/ 14 May 2024

Racial redress is essential for inclusive development

Members Of The Religious Leaders Forum Went On A Walk Of Witness Through Areas Of Khayelitsha On Thursday Along With Andile Lili & Loyiso Nkohla.
South Africa will not achieve economic development without addressing racialised inequality. (David Harrison/M&G)

This year marks 30 years since the country transitioned to a democratic political system, which aims to preserve fundamental rights for all. These liberties are spelled out in the Constitution and cut across various human development areas. Detractors believe there has been minimal socio-economic and political transformation since the 1990s transition era, while others acknowledge the transformative effect of government policies in their lives. The pre-election political context has heightened this debate, especially regarding socio-economic and governance. 

One of the most contentious themes in elections manifesto debates is race-based socio-economic redress legislation and its effect on economic development. The Democratic Alliance (DA), ActionSA and other liberal commentators argue that these legislative measures impede economic development. They equally associate racial redress policies with corruption and rent-seeking, with specific reference to the Zondo state capture report and other procurement-related criminal investigations. 
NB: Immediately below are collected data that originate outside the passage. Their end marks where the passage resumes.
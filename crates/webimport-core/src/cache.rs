//! URL to cache-path mapping.
//!
//! The relationship between a resolved URL and its on-disk artifact is a
//! pure function of the URL and the cache root: no index, no metadata
//! sidecar. Cache files live at `<root>/<scheme>/<host>/<sha256-digest>`
//! with no extension, so an external fetch/compile step can write once and
//! this library can read many times.

use std::path::{Path, PathBuf};
use url::Url;
use webimport_util::fs::absolutize;
use webimport_util::hash::sha256_hex_str;

/// Content-address for a URL: SHA-256 hex digest of its path and query.
///
/// The query is appended behind a `?` only when non-empty; fragment, scheme,
/// and host are excluded. Callers that need to disambiguate across hosts
/// fold scheme and host into the surrounding directory layout instead
/// (see [`cache_path`]).
#[must_use]
pub fn url_digest(url: &Url) -> String {
    let formatted = match url.query() {
        Some(query) if !query.is_empty() => format!("{}?{query}", url.path()),
        _ => url.path().to_string(),
    };
    sha256_hex_str(&formatted)
}

/// Map a resolved URL to its local cache file path.
///
/// Composes `cache_root / scheme / host / digest` and lexically normalizes
/// the result into an absolute path. Deterministic and idempotent; whether
/// a file exists there is the loader's concern, not this function's.
#[must_use]
pub fn cache_path(url: &Url, cache_root: &Path) -> PathBuf {
    let mut path = cache_root.to_path_buf();
    path.push(url.scheme());
    path.push(url.host_str().unwrap_or_default());
    path.push(url_digest(url));
    absolutize(&path)
}

/// Platform-appropriate default cache root.
///
/// - Linux: `$XDG_CACHE_HOME/webimport` or `~/.cache/webimport`
/// - macOS: `~/Library/Caches/webimport`
/// - Windows: `%LOCALAPPDATA%\webimport`
///
/// Falls back to `.webimport-cache` in the working directory when no
/// platform cache directory can be determined.
#[must_use]
pub fn default_cache_root() -> PathBuf {
    dirs_next::cache_dir().map_or_else(
        || PathBuf::from(".webimport-cache"),
        |p| p.join("webimport"),
    )
}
These perspectives remind us about the perverse effects of corruption on policy implementation, as well as some shortcomings in South Africa’s racial redress legislation. But it is illogical to advance an argument for removing race or racial redress from economic development strategies so that markets function freely. This proposition overlooks the following core political  and socio-economic realities. 

First, racial capitalism developed on the basis of constructed race, class and gender inequalities in various socio-economic structures. State and non-market institutional power played a crucial role in embedding these inequalities throughout society. Consequently, access to Africa’s cheap labour, dispossessed land, minerals and other global commons sustained racial capitalism. Marxist political economy contributions in the 20th century outlined this complementary relationship between authoritarianism and racial capitalism well. A market-led approach, with minimal redress measures, is not sufficient for addressing persistent racialised inequalities. It overlooks the crucial role played by government legislation and non-market institutions in establishing racial capitalism.

Second, South Africa will not achieve economic development without addressing racialised inequality. Both researched and policy-making literature emphasises this point, drawing from experiences around the world. Even the market friendly World Bank and International Monetary Fund  concede that intersectional  inequality (race, class and gender) is the fundamental structural faultline in the economy. Socio-economic disparities stifle demand across the economy, limit access to public goods and lower human development levels in society. All these negative outcomes associated with persistent race-based inequalities co-exist with historic disparities, which still shape the post-apartheid economy. This necessitates a shift in how the country approaches socio-economic redress. But these reforms cannot be based on neo-liberal policy prescripts articulated in the DA and Action SA election manifestos. 

South Africa needs to link racial redress with broader economic reorganisation strategies, which fundamentally transform income redistribution, ownership patterns, apartheid spatial development  and market structures in the economy. It is necessary to go beyond the finance-led minerals-energy-complex (MEC) that has formed the basis of racial capitalism for centuries. Economic transformation that prioritises racial demographic changes in the limits of existing MEC structures has failed. The past attempts at racial redress are based on a legitimate political objective, yet these policy measures have not decreased inequality substantially. The problem lies in the delink between these policy interventions and economy-wide restructuring, which changes the overall class structure associated with racial capitalism. In other words, racial address is imperative but it must be based on a political economy logic that challenges neo-liberalism while exploring different ways to structure the country’s economy. Some examples include: connecting racial redress with strengthening public goods, decreasing wage gaps, supporting the care economy, fiscal justice, as well as exploring contemporary anti-neoliberal economic models.

Last, corruption and rent-seeking market failures are characteristics of the capitalist system. The assertion that these features are peculiar or inherent in racial redress policies is flawed. Political economy literature from both developed and developing economies illustrates how these two phenomena exist in different policy contexts. Thus, black economic empowerment, affirmative action and other forms of set-asides cannot be perceived as outlier causes of corruption. Rent-seeking related corruption is prevalent and systemic in different capitalist political economies. The real issue is to ensure that interventionist redress policy measures or economic rents are not exploited for non-developmental ends.  

The criticism levelled against racial redress from both liberal and conservative advocates is not legitimate. It is drawn from generalisations about corrupt laden redress policies and underlying biases towards market-led development. This perspective in the South African context reinforces racialised socio-economic conditions in different ways.  Racial redress is important for democratising the economy and addressing inequalities. But it must be embedded in wider strategies aimed at fundamentally restructuring the economy. 

Dr Khwezi Mabasa is a researcher, author, educator and public policy analyst.